Personal information
- Full name: Charles Cargill Kettle
- Born: 4 June 1850 Dunedin, Otago, New Zealand
- Died: 17 December 1918 (aged 68) Auckland, New Zealand
- Relations: Charles Kettle (father)

Domestic team information
- 1868/69–1871/72: Otago
- FC debut: 8 February 1869 Otago v Canterbury
- Last FC: 28 December 1871 Otago v Canterbury

Career statistics
| Competition | First-class |
| Matches | 4 |
| Runs scored | 67 |
| Batting average | 9.57 |
| 100s/50s | 0/0 |
| Top score | 28* |
| Balls bowled | 12 |
| Wickets | 0 |
| Bowling average | – |
| 5 wickets in innings | – |
| 10 wickets in match | – |
| Best bowling | – |
| Catches/stumpings | 1/– |
- Source: ESPNcricinfo, 15 May 2016

= Charles Kettle (cricketer) =

New Zealand cricketer, lawyer and judge (1850–1918)

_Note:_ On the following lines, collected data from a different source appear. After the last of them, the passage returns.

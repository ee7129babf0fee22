use crate::error::PublishError;
use crate::events::StatusPayload;
use reqwest::Client;
use std::future::Future;
use std::pin::Pin;
use std::sync::{Arc, Mutex, PoisonError};
use std::time::Duration;

/// Trait for downstream status API implementations
pub trait StatusSink: Send + Sync {
    fn send<'a>(
        &'a self,
        payload: &'a StatusPayload,
    ) -> Pin<Box<dyn Future<Output = Result<(), PublishError>> + Send + 'a>>;
}

/// Client for the Kener status page API
///
/// Posts `{status, latency, tag}` to `/api/status` with a bearer token.
/// Requests are bounded by a short timeout; a slow status page is treated
/// as a failed publish.
pub struct KenerSink {
    client: Client,
    base_url: String,
    token: String,
}

impl KenerSink {
    /// Create a new Kener client
    ///
    /// # Arguments
    /// * `base_url` - Kener base URL (e.g., "https://status.example.com")
    /// * `token` - API token sent as a bearer token
    /// * `timeout` - Per-request timeout
    pub fn new(base_url: String, token: String, timeout: Duration) -> Result<Self, PublishError> {
        let client = Client::builder()
            .timeout(timeout)
            .build()
            .map_err(|e| PublishError::Http(format!("Failed to create HTTP client: {}", e)))?;

        Ok(Self {
            client,
            base_url,
            token,
        })
    }

    /// Format the status endpoint URL
    fn api_url(&self) -> String {
        format!("{}/api/status", self.base_url.trim_end_matches('/'))
    }
}

impl StatusSink for KenerSink {
    fn send<'a>(
        &'a self,
        payload: &'a StatusPayload,
    ) -> Pin<Box<dyn Future<Output = Result<(), PublishError>> + Send + 'a>> {
        Box::pin(async move {
            let response = self
                .client
                .post(self.api_url())
                .bearer_auth(&self.token)
                .json(payload)
                .send()
                .await?;

            if !response.status().is_success() {
                let status = response.status();
                let error_text = response
                    .text()
                    .await
                    .unwrap_or_else(|_| "Unknown error".to_string());
                return Err(PublishError::Status(status.as_u16(), error_text));
            }

            Ok(())
        })
    }
}

/// In-memory sink for tests and dry runs
///
/// Records every payload it is asked to send. Can be scripted to fail and to
/// delay its responses.
#[derive(Clone, Default)]
pub struct MockSink {
    sent: Arc<Mutex<Vec<StatusPayload>>>,
    failure: Option<String>,
    delay: Option<Duration>,
}

impl MockSink {
    /// A sink that accepts everything
    pub fn new() -> Self {
        Self::default()
    }

    /// A sink that records every payload and then fails with `message`
    pub fn failing(message: impl Into<String>) -> Self {
        Self {
            failure: Some(message.into()),
            ..Self::default()
        }
    }

    /// Add a delay to all responses
    pub fn with_delay(mut self, delay: Duration) -> Self {
        self.delay = Some(delay);
        self
    }

    /// Payloads received so far, in call order
    pub fn sent(&self) -> Vec<StatusPayload> {
        self.sent
            .lock()
            .unwrap_or_else(PoisonError::into_inner)
            .clone()
    }

    pub fn call_count(&self) -> usize {
        self.sent.lock().unwrap_or_else(PoisonError::into_inner).len()
    }
}

impl StatusSink for MockSink {
    fn send<'a>(
        &'a self,
        payload: &'a StatusPayload,
    ) -> Pin<Box<dyn Future<Output = Result<(), PublishError>> + Send + 'a>> {
        Box::pin(async move {
            if let Some(delay) = self.delay {
                tokio::time::sleep(delay).await;
            }

            self.sent
                .lock()
                .unwrap_or_else(PoisonError::into_inner)
                .push(payload.clone());

            match &self.failure {
                Some(message) => Err(PublishError::Http(message.clone())),
                None => Ok(()),
            }
        })
    }
}

#[cfg(test)]
mod tests {
    use super::*;
    use crate::events::ResolvedStatus;
    use tokio::io::{AsyncReadExt, AsyncWriteExt};
    use tokio::net::TcpListener;
    use tokio::task::JoinHandle;

    /// Serve one request with a canned `response`, returning the raw request
    async fn serve_once(response: &'static str) -> (String, JoinHandle<String>) {
        let listener = TcpListener::bind("127.0.0.1:0").await.unwrap();
        let url = format!("http://{}", listener.local_addr().unwrap());

        let handle = tokio::spawn(async move {
            let (mut socket, _) = listener.accept().await.unwrap();
            let request = read_request(&mut socket).await;
            socket.write_all(response.as_bytes()).await.unwrap();
            socket.shutdown().await.unwrap();
            request
        });

        (url, handle)
    }

    async fn read_request(socket: &mut tokio::net::TcpStream) -> String {
        let mut buffer = Vec::new();
        let mut chunk = [0u8; 1024];
        loop {
            let read = socket.read(&mut chunk).await.unwrap();
            if read == 0 {
                break;
            }
            buffer.extend_from_slice(&chunk[..read]);

            let text = String::from_utf8_lossy(&buffer).to_string();
            if let Some(header_end) = text.find("\r\n\r\n") {
                let content_length = text[..header_end]
                    .lines()
                    .find_map(|line| {
                        let (name, value) = line.split_once(':')?;
                        name.eq_ignore_ascii_case("content-length")
                            .then(|| value.trim().parse::<usize>().ok())
                            .flatten()
                    })
                    .unwrap_or(0);
                if buffer.len() >= header_end + 4 + content_length {
                    return text;
                }
            }
        }
        String::from_utf8_lossy(&buffer).to_string()
    }

    fn body(request: &str) -> serde_json::Value {
        let (_, body) = request.split_once("\r\n\r\n").unwrap();
        serde_json::from_str(body).unwrap()
    }

    fn payload() -> StatusPayload {
        StatusPayload {
            status: ResolvedStatus::Up,
            latency: 42.0,
            tag: "api".to_string(),
        }
    }

    #[test]
    fn test_kener_sink_url() {
        let sink = KenerSink::new(
            "https://status.example.com/".to_string(),
            "secret".to_string(),
            Duration::from_secs(1),
        )
        .unwrap();

        assert_eq!(sink.api_url(), "https://status.example.com/api/status");
        assert_eq!(sink.token, "secret");
    }

    #[tokio::test]
    async fn test_mock_sink_records_payloads() {
        let sink = MockSink::new();

        sink.send(&payload()).await.unwrap();
        sink.send(&payload()).await.unwrap();

        assert_eq!(sink.call_count(), 2);
        assert_eq!(sink.sent()[0], payload());
    }

    #[tokio::test]
    async fn test_mock_sink_failure() {
        let sink = MockSink::failing("connection refused");

        let result = sink.send(&payload()).await;
        match result {
            Err(PublishError::Http(message)) => assert_eq!(message, "connection refused"),
            other => panic!("Expected Http error, got {:?}", other),
        }
        assert_eq!(sink.call_count(), 1);
    }

    #[tokio::test]
    async fn test_kener_sink_unreachable_host_is_an_error() {
        // Nothing listens on port 9 on localhost; the request fails fast.
        let sink = KenerSink::new(
            "http://127.0.0.1:9".to_string(),
            "secret".to_string(),
            Duration::from_millis(500),
        )
        .unwrap();

        assert!(sink.send(&payload()).await.is_err());
    }

    #[tokio::test]
    async fn test_kener_sink_posts_status_with_bearer_token() {
        let (url, server) =
            serve_once("HTTP/1.1 200 OK\r\nContent-Length: 2\r\nConnection: close\r\n\r\nok").await;
        let sink = KenerSink::new(url, "tok".to_string(), Duration::from_secs(2)).unwrap();

        let degraded = StatusPayload {
            status: ResolvedStatus::Degraded,
            latency: 12.0,
            tag: "api".to_string(),
        };
        sink.send(&degraded).await.unwrap();

        let request = server.await.unwrap();
        assert!(request.starts_with("POST /api/status HTTP/1.1\r\n"));
        assert!(request
            .to_ascii_lowercase()
            .contains("authorization: bearer tok\r\n"));
        assert!(request
            .to_ascii_lowercase()
            .contains("content-type: application/json"));
        assert_eq!(
            body(&request),
            serde_json::json!({"status": "DEGRADED", "latency": 12.0, "tag": "api"})
        );
    }

    #[tokio::test]
    async fn test_kener_sink_maps_error_status() {
        let (url, server) = serve_once(
            "HTTP/1.1 503 Service Unavailable\r\nContent-Length: 4\r\nConnection: close\r\n\r\nbusy",
        )
        .await;
        let sink = KenerSink::new(url, "tok".to_string(), Duration::from_secs(2)).unwrap();

        match sink.send(&payload()).await {
            Err(PublishError::Status(code, text)) => {
                assert_eq!(code, 503);
                assert_eq!(text, "busy");
            }
            other => panic!("Expected Status error, got {:?}", other),
        }
        server.await.unwrap();
    }

    #[tokio::test]
    async fn test_kener_sink_times_out_on_stalled_server() {
        let listener = TcpListener::bind("127.0.0.1:0").await.unwrap();
        let url = format!("http://{}", listener.local_addr().unwrap());
        let _server = tokio::spawn(async move {
            let (mut socket, _) = listener.accept().await.unwrap();
            read_request(&mut socket).await;
            // Never answer
            tokio::time::sleep(Duration::from_secs(10)).await;
        });

        let sink = KenerSink::new(url, "tok".to_string(), Duration::from_millis(200)).unwrap();

        assert!(matches!(
            sink.send(&payload()).await,
            Err(PublishError::Timeout)
        ));
    }
}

Charles Cargill Kettle (4 June 1850 – 17 December 1918) was a New Zealand cricketer, lawyer and judge. He played four first-class matches for Otago between 1868–69 and 1871–72. He was the first person born in New Zealand to be appointed a judge.

Kettle was born in Dunedin on 4 June 1850, the son of Charles Henry Kettle. He was educated at Nelson College from 1862 to 1863 and then at Otago Boys' High School. After leaving school, he was articled to Dunedin lawyer James Macassey in 1868, and admitted as a barrister and solicitor in 1873. He practised law in Dunedin until being appointed district judge for Wanganui and Taranaki, and resident magistrate for New Plymouth in 1890, becoming the first New Zealand-born judge. He transferred to Auckland in about 1901, and became stipendiary magistrate there when the district courts were abolished. He died in Auckland on 17 December 1918 at the age of 68, having retired from the bench a few months earlier.

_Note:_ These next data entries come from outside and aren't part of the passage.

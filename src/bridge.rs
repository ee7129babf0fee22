//! Bridge runtime
//!
//! One task owns the dispatcher and drains a single channel fed by the feed
//! client, the watchdog timer and the signal handler. Handling is therefore
//! strictly sequential: a sweep never interleaves with an event. Publishing is
//! handed off to the [`Publisher`], which never blocks the loop.

use crate::dispatch::Dispatcher;
use crate::events::InboundEvent;
use crate::publisher::Publisher;
use log::{debug, info};
use tokio::sync::mpsc::{self, UnboundedReceiver, UnboundedSender};

/// Messages processed by the bridge loop
#[derive(Debug)]
pub enum BridgeMessage {
    /// A decoded event from the monitoring feed
    Event(InboundEvent),
    /// Watchdog tick: republish everything we know about
    Sweep,
    Shutdown,
}

pub struct Bridge {
    dispatcher: Dispatcher,
    publisher: Publisher,
    receiver: UnboundedReceiver<BridgeMessage>,
}

impl Bridge {
    /// Create the bridge and the sender its producers share
    pub fn new(dispatcher: Dispatcher, publisher: Publisher) -> (Self, UnboundedSender<BridgeMessage>) {
        let (sender, receiver) = mpsc::unbounded_channel();
        (
            Self {
                dispatcher,
                publisher,
                receiver,
            },
            sender,
        )
    }

    /// Process messages until `Shutdown` or until every sender is gone
    ///
    /// Outstanding publishes are awaited before returning. The dispatcher is
    /// handed back so its final state can be inspected.
    pub async fn run(mut self) -> Dispatcher {
        info!("Bridge started");

        while let Some(message) = self.receiver.recv().await {
            let reports = match message {
                BridgeMessage::Event(event) => self.dispatcher.handle(event),
                BridgeMessage::Sweep => self.dispatcher.sweep(),
                BridgeMessage::Shutdown => {
                    info!("Shutdown requested");
                    break;
                }
            };

            debug!("{} reports to publish", reports.len());
            for report in reports {
                self.publisher.publish(report);
            }
        }

        self.receiver.close();
        let pending = self.publisher.in_flight();
        if pending > 0 {
            info!("Waiting for {} in-flight publishes", pending);
        }
        self.publisher.drain().await;

        info!("Bridge stopped");
        self.dispatcher
    }
}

Kettle played first-class cricket four times for Otago against Canterbury, once in each of the representative matches played in the years between 1868–69 and 1871–72. At the time these were the only first-class matches played in New Zealand. He scored a total of 67 runs, with a highest score of 28 not out made on his debut.